PROBLEM TO SOLVE —
Your output should be the lines of the entries below, exactly, from the first one through the line that holds "pub async fn create(&self, record: &JobRecord)".

- - -

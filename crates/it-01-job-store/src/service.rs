//! # Job Store Service
//!
//! Typed repository over a [`MetadataStore`]. Every pipeline component reads
//! and writes job records through this type.
//!
//! ## Status Guard
//!
//! A status update succeeds only if the record exists and its current status
//! is `processing` or already equals the target. Re-applying the same
//! terminal status is a no-op success; moving between terminal states fails.

use crate::domain::condition::{Condition, Item, ReadConsistency};
use crate::domain::errors::{JobStoreError, StoreError};
use crate::domain::item::JobItem;
use crate::ports::outbound::MetadataStore;
use serde_json::Value;
use shared_types::{attributes, ItemKey, JobRecord, JobStatus, ObjectId};
use std::sync::Arc;
use tracing::{debug, info};

/// The job record repository.
#[derive(Clone)]
pub struct JobStore {
    store: Arc<dyn MetadataStore>,
}

impl JobStore {
    pub fn new(store: Arc<dyn MetadataStore>) -> Self {
        Self { store }
    }

    /// Persist a freshly issued record. Fails if one already exists.
    pub async fn create(&self, record: &JobRecord) -> Result<(), JobStoreError> {
        let item = encode_item(serde_json::to_value(record))?;

        self.store
            .put_item(&record.key(), item, Condition::KeyNotExists)
            .await
            .map_err(|e| match e {
                StoreError::ConditionFailed { .. } => JobStoreError::AlreadyExists {
                    object_id: record.object_id.clone(),
                },
                other => other.into(),
            })?;

        debug!(object_id = %record.object_id, status = %record.status, "Job record created");
        Ok(())
    }

    /// Strongly consistent read of a record.
    pub async fn fetch(&self, object_id: &ObjectId) -> Result<Option<JobItem>, JobStoreError> {
        let item = self
            .store
            .get_item(&ItemKey::metadata(object_id), ReadConsistency::Strong)
            .await?;
        Ok(item.map(|item| JobItem::new(object_id.clone(), item)))
    }

    /// `processing → processed`
    pub async fn mark_processed(&self, object_id: &ObjectId) -> Result<(), JobStoreError> {
        self.transition(object_id, JobStatus::Processed).await
    }

    /// `processing → broken`
    pub async fn mark_broken(&self, object_id: &ObjectId) -> Result<(), JobStoreError> {
        self.transition(object_id, JobStatus::Broken).await
    }

    async fn transition(&self, object_id: &ObjectId, target: JobStatus) -> Result<(), JobStoreError> {
        let mut set = Item::new();
        set.insert(
            attributes::STATUS.to_string(),
            Value::String(target.as_str().to_string()),
        );
        let condition = Condition::attribute_in(
            attributes::STATUS,
            [JobStatus::Processing.as_str(), target.as_str()],
        );

        match self
            .store
            .update_item(&ItemKey::metadata(object_id), set, condition)
            .await
        {
            Ok(_) => {
                info!(object_id = %object_id, status = %target, "Job status updated");
                Ok(())
            }
            Err(StoreError::ConditionFailed { .. }) => Err(self.explain_rejection(object_id, target).await),
            Err(e) => Err(e.into()),
        }
    }

    /// Distinguish a missing record from a forbidden transition.
    async fn explain_rejection(&self, object_id: &ObjectId, target: JobStatus) -> JobStoreError {
        match self.fetch(object_id).await {
            Ok(None) => JobStoreError::NotFound {
                object_id: object_id.clone(),
            },
            Ok(Some(item)) => JobStoreError::InvalidTransition {
                object_id: object_id.clone(),
                from: item.raw_status().unwrap_or("<missing>").to_string(),
                to: target.to_string(),
            },
            Err(e) => e,
        }
    }
}

/// Records are stored as attribute maps; anything else is an encoding error.
fn encode_item(value: serde_json::Result<Value>) -> Result<Item, StoreError> {
    match value {
        Ok(Value::Object(item)) => Ok(item),
        Ok(other) => Err(StoreError::Encoding {
            message: format!("record encoded as non-object: {other}"),
        }),
        Err(e) => Err(StoreError::Encoding {
            message: e.to_string(),
        }),
    }
}

#[cfg(test)]
mod tests {
    use super::*;
    use crate::ports::outbound::InMemoryMetadataStore;
    use shared_types::{ContentType, SourceIdentity, Transform};

    fn store() -> (JobStore, Arc<InMemoryMetadataStore>) {
        let backend = Arc::new(InMemoryMetadataStore::new());
        (JobStore::new(backend.clone()), backend)
    }

    fn record() -> JobRecord {
        JobRecord::issued(
            ObjectId::generate(ContentType::Jpeg),
            SourceIdentity::new("198.51.100.4"),
            ContentType::Jpeg,
            vec![Transform::named("grayscale")],
        )
    }

    #[tokio::test]
    async fn test_create_and_fetch() {
        let (store, _) = store();
        let record = record();
        store.create(&record).await.unwrap();

        let fetched = store.fetch(&record.object_id).await.unwrap().unwrap();
        assert_eq!(fetched.status(), Some(JobStatus::Processing));
        assert_eq!(fetched.into_record().unwrap(), record);
    }

    #[tokio::test]
    async fn test_create_is_exactly_once() {
        let (store, backend) = store();
        let record = record();
        store.create(&record).await.unwrap();

        let err = store.create(&record).await.unwrap_err();
        assert!(matches!(err, JobStoreError::AlreadyExists { .. }));
        assert_eq!(backend.len(), 1);
    }

    #[test]
    fn test_non_object_encoding_is_rejected() {
        for value in [Value::Null, Value::from("image-a.png"), Value::from(vec![1, 2])] {
            assert!(matches!(encode_item(Ok(value)), Err(StoreError::Encoding { .. })));
        }
        let item = encode_item(serde_json::to_value(record())).unwrap();
        assert!(item.contains_key(attributes::STATUS));
    }

    #[tokio::test]
    async fn test_fetch_missing_is_none() {
        let (store, _) = store();
        assert!(store.fetch(&ObjectId::new("image-nope.png")).await.unwrap().is_none());
    }

    #[tokio::test]
    async fn test_mark_missing_record_fails_without_creating() {
        let (store, backend) = store();
        let id = ObjectId::new("image-ghost.png");

        let err = store.mark_broken(&id).await.unwrap_err();
        assert!(matches!(err, JobStoreError::NotFound { .. }));
        assert!(backend.is_empty());
    }

    #[tokio::test]
    async fn test_terminal_status_is_final() {
        let (store, _) = store();
        let record = record();
        store.create(&record).await.unwrap();
        store.mark_processed(&record.object_id).await.unwrap();

        // Same target again is idempotent.
        store.mark_processed(&record.object_id).await.unwrap();

        let err = store.mark_broken(&record.object_id).await.unwrap_err();
        assert!(matches!(
            err,
            JobStoreError::InvalidTransition { ref from, ref to, .. } if from == "processed" && to == "broken"
        ));

        let fetched = store.fetch(&record.object_id).await.unwrap().unwrap();
        assert_eq!(fetched.status(), Some(JobStatus::Processed));
    }

    #[tokio::test]
    async fn test_removed_record_is_not_resurrected() {
        let (store, backend) = store();
        let record = record();
        store.create(&record).await.unwrap();
        backend.remove(&record.key());

        assert!(matches!(
            store.mark_processed(&record.object_id).await,
            Err(JobStoreError::NotFound { .. })
        ));
        assert!(backend.is_empty());
    }
}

- - -

RESULT FOR THIS TASK —
filename crates/it-01-job-store/src/service.rs
//! # Job Store Service
//!
//! Typed repository over a [`MetadataStore`]. Every pipeline component reads
//! and writes job records through this type.
//!
//! ## Status Guard
//!
//! A status update succeeds only if the record exists and its current status
//! is `processing` or already equals the target. Re-applying the same
//! terminal status is a no-op success; moving between terminal states fails.

use crate::domain::condition::{Condition, Item, ReadConsistency};
use crate::domain::errors::{JobStoreError, StoreError};
use crate::domain::item::JobItem;
use crate::ports::outbound::MetadataStore;
use serde_json::Value;
use shared_types::{attributes, ItemKey, JobRecord, JobStatus, ObjectId};
use std::sync::Arc;
use tracing::{debug, info};

/// The job record repository.
#[derive(Clone)]
pub struct JobStore {
    store: Arc<dyn MetadataStore>,
}

impl JobStore {
    pub fn new(store: Arc<dyn MetadataStore>) -> Self {
        Self { store }
    }

    /// Persist a freshly issued record. Fails if one already exists.
    pub async fn create(&self, record: &JobRecord) -> Result<(), JobStoreError> {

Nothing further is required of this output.